Performance vs DataFrames.jl
I run the following quick test:
using DataFrames
import FlexiJoins
df1 = DataFrame(a = 1:1_000_000);
df2 = shuffle(df1);
shuffle!(df1);
df1.id1 = axes(df1, 1);
df2.id2 = axes(df2, 1);
@time innerjoin(df1, df2, on=:a); # timing, after compilation is around 0.06 second
@time FlexiJoins.innerjoin((df1, df2), FlexiJoins.by_key(:a)); # timing is around 0.4 seconds and more allocations
(I also checked joining on string columns and the results are similar)

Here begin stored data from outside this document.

//! Maps API Gateway HTTP API route keys onto resource handlers.

use serde_json::Value;

use super::{auth, links, notifications, participants, payments, recovery, statistics, tandas};
use crate::context::ApiContext;
use crate::http::{invalid_route, preflight, ApiError, ApiGatewayResponse, ApiRequest};

type Handler = fn(&ApiContext, &ApiRequest) -> Result<ApiGatewayResponse, ApiError>;

fn route(route_key: &str) -> Option<Handler> {
    let handler: Handler = match route_key {
        "POST /auth/register" => auth::register,
        "PUT /auth/register" => auth::request_deletion,
        "POST /auth/login" => auth::login,
        "POST /auth/refresh" => auth::refresh,
        "DELETE /auth/account" => auth::delete_account,
        "POST /auth/forgot-password" => recovery::forgot_password,
        "POST /auth/reset-password" => recovery::reset_password,
        "POST /auth/change-password" => recovery::change_password,

        "POST /tandas" => tandas::create,
        "GET /tandas" => tandas::list,
        "GET /tandas/{tandaId}" => tandas::get,
        "PUT /tandas/{tandaId}" => tandas::update,
        "DELETE /tandas/{tandaId}" => tandas::delete,

        "POST /tandas/{tandaId}/registro-link" => links::create,
        "GET /tandas/{tandaId}/registro-link/activo" => links::active,
        "GET /registro/{token}" => links::registration_info,
        "POST /registro/{token}" => participants::register,

        "POST /tandas/{tandaId}/participantes" => participants::create,
        "GET /tandas/{tandaId}/participantes" => participants::list,
        "PUT /tandas/{tandaId}/participantes/{participanteId}" => participants::update,
        "DELETE /tandas/{tandaId}/participantes/{participanteId}" => participants::delete,

        "POST /tandas/{tandaId}/pagos" => payments::create,
        "GET /tandas/{tandaId}/pagos" => payments::history,
        "GET /tandas/{tandaId}/pagos/matriz" => payments::matrix,
        "PUT /tandas/{tandaId}/pagos/{pagoId}" => payments::update,

        "GET /tandas/{tandaId}/estadisticas" => statistics::statistics,
        "GET /tandas/{tandaId}/reporte" => statistics::report,

        "POST /tandas/{tandaId}/notificaciones/recordatorio" => notifications::remind,
        "POST /tandas/{tandaId}/notificaciones/recordatorio-masivo" => notifications::remind_all,
        "GET /tandas/{tandaId}/notificaciones" => notifications::list,
        _ => return None,
    };
    Some(handler)
}

/// Entry point of the API function: preflight, dispatch, and the error
/// envelope for anything a handler rejects.
pub fn handle_api_event(event: &Value, ctx: &ApiContext) -> ApiGatewayResponse {
    let request = match ApiRequest::from_event(event) {
        Ok(request) => request,
        Err(error) => return error.into_response("unparsed"),
    };
    if request.method == "OPTIONS" {
        return preflight();
    }

    let Some(handler) = route(&request.route_key) else {
        tracing::info!(
            component = "router",
            event = "route_not_found",
            route = %request.route_key
        );
        return invalid_route();
    };

    tracing::debug!(component = "router", event = "dispatch", route = %request.route_key);
    handler(ctx, &request).unwrap_or_else(|error| error.into_response(&request.route_key))
}
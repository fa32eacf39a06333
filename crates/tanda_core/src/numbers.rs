use serde_json::{Number, Value};

// Largest magnitude at which every integer is exactly representable in f64.
const EXACT_INTEGER_LIMIT: f64 = 9_007_199_254_740_992.0;

/// Converts a store decimal string into a JSON number. Integral values become
/// JSON integers, everything else a float.
pub fn parse_decimal(text: &str) -> Option<Value> {
    let text = text.trim();
    if let Ok(integer) = text.parse::<i64>() {
        return Some(Value::from(integer));
    }
    let float = text.parse::<f64>().ok().filter(|value| value.is_finite())?;
    Some(float_to_value(float))
}

/// Renders a JSON number the way the store expects decimal text.
pub fn decimal_string(number: &Number) -> String {
    if let Some(integer) = number.as_i64() {
        return integer.to_string();
    }
    if let Some(unsigned) = number.as_u64() {
        return unsigned.to_string();
    }
    match number.as_f64() {
        Some(float) if is_exact_integer(float) => (float as i64).to_string(),
        Some(float) => float.to_string(),
        None => number.to_string(),
    }
}

/// Rewrites integral floats as integers, recursively.
pub fn normalize_value(value: &mut Value) {
    match value {
        Value::Number(number) => {
            if number.is_f64() {
                if let Some(float) = number.as_f64() {
                    *value = float_to_value(float);
                }
            }
        }
        Value::Array(items) => items.iter_mut().for_each(normalize_value),
        Value::Object(map) => map.values_mut().for_each(normalize_value),
        _ => {}
    }
}

pub fn round2(value: f64) -> f64 {
    (value * 100.0).round_ties_even() / 100.0
}

/// Whole part of `amount` with comma thousands separators: `1500.75` → `1,500`.
pub fn group_thousands(amount: f64) -> String {
    let whole = amount.trunc() as i64;
    let digits = whole.unsigned_abs().to_string();
    let mut grouped = String::with_capacity(digits.len() + digits.len() / 3 + 1);
    for (index, digit) in digits.chars().enumerate() {
        if index > 0 && (digits.len() - index) % 3 == 0 {
            grouped.push(',');
        }
        grouped.push(digit);
    }
    if whole < 0 {
        format!("-{grouped}")
    } else {
        grouped
    }
}

fn is_exact_integer(value: f64) -> bool {
    value.fract() == 0.0 && value.abs() < EXACT_INTEGER_LIMIT
}

fn float_to_value(value: f64) -> Value {
    if is_exact_integer(value) {
        Value::from(value as i64)
    } else {
        Number::from_f64(value).map(Value::Number).unwrap_or(Value::Null)
    }
}
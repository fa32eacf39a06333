use chrono::Utc;
use lambda_runtime::{service_fn, Error, LambdaEvent};
use serde_json::Value;
use tanda_lambda::config::AuthorizerConfig;
use tanda_lambda::handlers::authorizer::{handle_authorizer_event, AuthorizerResponse};

async fn handle_request(
    event: LambdaEvent<Value>,
    config: &AuthorizerConfig,
) -> Result<AuthorizerResponse, Error> {
    Ok(handle_authorizer_event(
        &event.payload,
        &config.jwt_secret,
        Utc::now(),
    ))
}

#[tokio::main]
async fn main() -> Result<(), Error> {
    tanda_lambda::logging::init();
    let config = AuthorizerConfig::from_env().map_err(|error| Error::from(error.to_string()))?;
    let config = &config;
    lambda_runtime::run(service_fn(move |event| handle_request(event, config))).await
}
//! API Gateway HTTP API plumbing: request descriptor, response envelope and
//! the error type every handler returns.

use std::collections::HashMap;

use serde::{Deserialize, Serialize};
use serde_json::{json, Map, Value};
use tanda_core::contract::ValidationError;
use tanda_core::numbers::normalize_value;

use crate::adapters::kv_store::StoreError;

#[derive(Debug, Clone, Serialize, Deserialize, PartialEq)]
pub struct ApiGatewayResponse {
    #[serde(rename = "statusCode")]
    pub status_code: u16,
    pub headers: Value,
    pub body: String,
}

impl ApiGatewayResponse {
    pub fn json_body(&self) -> Value {
        serde_json::from_str(&self.body).unwrap_or(Value::Null)
    }
}

fn cors_headers() -> Value {
    json!({
        "Content-Type": "application/json",
        "Access-Control-Allow-Origin": "*",
        "Access-Control-Allow-Headers": "Content-Type,Authorization",
        "Access-Control-Allow-Methods": "GET,POST,PUT,DELETE,OPTIONS",
    })
}

pub fn json_response(status_code: u16, mut payload: Value) -> ApiGatewayResponse {
    normalize_value(&mut payload);
    ApiGatewayResponse {
        status_code,
        headers: cors_headers(),
        body: payload.to_string(),
    }
}

/// `{success: true, data, message?}`.
pub fn success(status_code: u16, data: impl Serialize) -> Result<ApiGatewayResponse, ApiError> {
    success_with_message(status_code, data, None)
}

pub fn success_with_message(
    status_code: u16,
    data: impl Serialize,
    message: Option<&str>,
) -> Result<ApiGatewayResponse, ApiError> {
    let data = serde_json::to_value(data)
        .map_err(|error| ApiError::Internal(format!("response serialization failed: {error}")))?;
    let mut envelope = json!({"success": true, "data": data});
    if let Some(message) = message {
        envelope["message"] = Value::from(message);
    }
    Ok(json_response(status_code, envelope))
}

/// `{success: true, message}` for operations without a payload.
pub fn acknowledged(message: &str) -> ApiGatewayResponse {
    json_response(200, json!({"success": true, "message": message}))
}

pub fn invalid_route() -> ApiGatewayResponse {
    json_response(
        400,
        json!({"error_code": "0001", "error_msg": "Recurso invalido"}),
    )
}

pub fn preflight() -> ApiGatewayResponse {
    json_response(200, json!({"message": "OK"}))
}

#[derive(Debug, thiserror::Error)]
pub enum ApiError {
    #[error("{code}: {message}")]
    Client {
        status: u16,
        code: &'static str,
        message: String,
        details: Option<Value>,
    },
    #[error(transparent)]
    Store(#[from] StoreError),
    #[error("{0}")]
    Internal(String),
}

impl ApiError {
    pub fn client(status: u16, code: &'static str, message: impl Into<String>) -> Self {
        Self::Client {
            status,
            code,
            message: message.into(),
            details: None,
        }
    }

    pub fn bad_request(code: &'static str, message: impl Into<String>) -> Self {
        Self::client(400, code, message)
    }

    pub fn unauthorized(message: impl Into<String>) -> Self {
        Self::client(401, "UNAUTHORIZED", message)
    }

    pub fn forbidden() -> Self {
        Self::client(403, "FORBIDDEN", "Sin permisos")
    }

    pub fn not_found(code: &'static str, message: impl Into<String>) -> Self {
        Self::client(404, code, message)
    }

    pub fn tanda_not_found() -> Self {
        Self::not_found("TANDA_NOT_FOUND", "Tanda no encontrada")
    }

    pub fn with_details(self, details: Value) -> Self {
        match self {
            Self::Client {
                status,
                code,
                message,
                ..
            } => Self::Client {
                status,
                code,
                message,
                details: Some(details),
            },
            other => other,
        }
    }

    pub fn status(&self) -> u16 {
        match self {
            Self::Client { status, .. } => *status,
            Self::Store(_) | Self::Internal(_) => 500,
        }
    }

    pub fn code(&self) -> &'static str {
        match self {
            Self::Client { code, .. } => code,
            Self::Store(_) | Self::Internal(_) => "INTERNAL_SERVER_ERROR",
        }
    }

    /// Renders the `{success: false, error: {code, message}}` envelope. Server
    /// side failures are logged and reported with a generic message.
    pub fn into_response(self, route: &str) -> ApiGatewayResponse {
        let status = self.status();
        let code = self.code();
        let (message, details) = match self {
            Self::Client {
                message, details, ..
            } => (message, details),
            other => {
                tracing::error!(
                    component = "http",
                    event = "request_failed",
                    route,
                    error = %other
                );
                ("Error interno del servidor".to_string(), None)
            }
        };
        let mut error = json!({"code": code, "message": message});
        if let Some(details) = details {
            error["details"] = details;
        }
        json_response(status, json!({"success": false, "error": error}))
    }
}

impl From<ValidationError> for ApiError {
    fn from(error: ValidationError) -> Self {
        Self::Internal(error.message().to_string())
    }
}

/// Parsed API Gateway v2 event.
#[derive(Debug, Clone, PartialEq)]
pub struct ApiRequest {
    pub route_key: String,
    pub method: String,
    pub path_parameters: HashMap<String, String>,
    pub query: HashMap<String, String>,
    pub headers: HashMap<String, String>,
    pub body: Value,
}

fn string_map(value: Option<&Value>) -> HashMap<String, String> {
    value
        .and_then(Value::as_object)
        .map(|object| {
            object
                .iter()
                .filter_map(|(name, value)| {
                    value.as_str().map(|text| (name.clone(), text.to_string()))
                })
                .collect()
        })
        .unwrap_or_default()
}

/// Request bodies arrive as a JSON string, an inline object or null.
pub fn normalize_body(body: Option<&Value>) -> Result<Value, String> {
    match body {
        None | Some(Value::Null) => Ok(Value::Object(Map::new())),
        Some(Value::Object(_)) => Ok(body.cloned().unwrap_or_default()),
        Some(Value::String(text)) if text.trim().is_empty() => Ok(Value::Object(Map::new())),
        Some(Value::String(text)) => {
            serde_json::from_str(text).map_err(|error| format!("Malformed JSON body: {error}"))
        }
        Some(_) => Err("Request body must be a JSON object".to_string()),
    }
}

impl ApiRequest {
    pub fn from_event(event: &Value) -> Result<Self, ApiError> {
        if !event.is_object() {
            return Err(ApiError::bad_request(
                "INVALID_REQUEST",
                "Request payload must be a JSON object",
            ));
        }
        let route_key = event
            .get("routeKey")
            .and_then(Value::as_str)
            .unwrap_or_default()
            .to_string();
        let method = event
            .pointer("/requestContext/http/method")
            .and_then(Value::as_str)
            .map(str::to_string)
            .or_else(|| route_key.split_whitespace().next().map(str::to_string))
            .unwrap_or_default()
            .to_ascii_uppercase();
        let headers = string_map(event.get("headers"))
            .into_iter()
            .map(|(name, value)| (name.to_ascii_lowercase(), value))
            .collect();
        let body = normalize_body(event.get("body"))
            .map_err(|message| ApiError::bad_request("INVALID_BODY", message))?;

        Ok(Self {
            route_key,
            method,
            path_parameters: string_map(event.get("pathParameters")),
            query: string_map(event.get("queryStringParameters")),
            headers,
            body,
        })
    }

    pub fn path_param(&self, name: &str) -> Result<&str, ApiError> {
        self.path_parameters
            .get(name)
            .map(String::as_str)
            .filter(|value| !value.is_empty())
            .ok_or_else(|| ApiError::bad_request("MISSING_FIELDS", format!("{name} es requerido")))
    }

    pub fn query_param(&self, name: &str) -> Option<&str> {
        self.query
            .get(name)
            .map(String::as_str)
            .filter(|value| !value.is_empty())
    }

    pub fn bearer_token(&self) -> Option<&str> {
        bearer_from_header(self.headers.get("authorization").map(String::as_str))
    }
}

pub fn bearer_from_header(header: Option<&str>) -> Option<&str> {
    let header = header?.trim();
    let token = header
        .strip_prefix("Bearer ")
        .or_else(|| header.strip_prefix("bearer "))
        .unwrap_or(header)
        .trim();
    (!token.is_empty()).then_some(token)
}

#[cfg(test)]
mod tests {
    use super::*;

    #[test]
    fn parses_http_api_event() {
        let event = json!({
            "routeKey": "POST /tandas/{tandaId}/pagos",
            "pathParameters": {"tandaId": "abc123xyz"},
            "queryStringParameters": {"ronda": "2"},
            "headers": {"Authorization": "Bearer token-1"},
            "body": "{\"participanteId\":\"part_1\"}"
        });
        let request = ApiRequest::from_event(&event).expect("request");
        assert_eq!(request.method, "POST");
        assert_eq!(request.path_param("tandaId").expect("param"), "abc123xyz");
        assert_eq!(request.query_param("ronda"), Some("2"));
        assert_eq!(request.bearer_token(), Some("token-1"));
        assert_eq!(request.body["participanteId"], "part_1");
    }

    #[test]
    fn accepts_null_and_object_bodies() {
        assert_eq!(normalize_body(None).expect("empty"), json!({}));
        assert_eq!(normalize_body(Some(&Value::Null)).expect("null"), json!({}));
        assert_eq!(
            normalize_body(Some(&json!({"a": 1}))).expect("object"),
            json!({"a": 1})
        );
        assert!(normalize_body(Some(&json!("{not json"))).is_err());
        assert!(normalize_body(Some(&json!(5))).is_err());
    }

    #[test]
    fn renders_error_envelope() {
        let response = ApiError::tanda_not_found().into_response("GET /tandas/{tandaId}");
        assert_eq!(response.status_code, 404);
        assert_eq!(
            response.json_body(),
            json!({"success": false, "error": {"code": "TANDA_NOT_FOUND", "message": "Tanda no encontrada"}})
        );
        assert_eq!(response.headers["Access-Control-Allow-Origin"], "*");
    }

    #[test]
    fn hides_store_failures_behind_internal_error() {
        let error = ApiError::from(StoreError::backend("tandas", "get_item", "throttled"));
        let response = error.into_response("GET /tandas");
        assert_eq!(response.status_code, 500);
        assert_eq!(response.json_body()["error"]["code"], "INTERNAL_SERVER_ERROR");
    }

    #[test]
    fn success_envelope_normalizes_integral_numbers() {
        let response = success(200, json!({"monto": 1500.0})).expect("response");
        assert_eq!(response.body, r#"{"data":{"monto":1500},"success":true}"#);
    }

    #[test]
    fn strips_bearer_prefix() {
        assert_eq!(bearer_from_header(Some("Bearer abc")), Some("abc"));
        assert_eq!(bearer_from_header(Some("abc")), Some("abc"));
        assert_eq!(bearer_from_header(Some("Bearer ")), None);
        assert_eq!(bearer_from_header(None), None);
    }
}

Therefore I have one thought: maybe the cost is that too much is converted?
I looked at https://gitlab.com/aplavin/FlexiJoins.jl/-/blob/master/src/FlexiJoins.jl#L44 and my comments for your consideration are:
-
DataFramein the signature is too restrictive, I recommendAbstractDataFrame(so that views also can be passed for joins); - I think it would be more efficient to only pass columns on which you join and some indicator column (like my
id1andid2columns above) and later use this indicator column to compose final data frame (this would probably avoid unnecessary movement of data)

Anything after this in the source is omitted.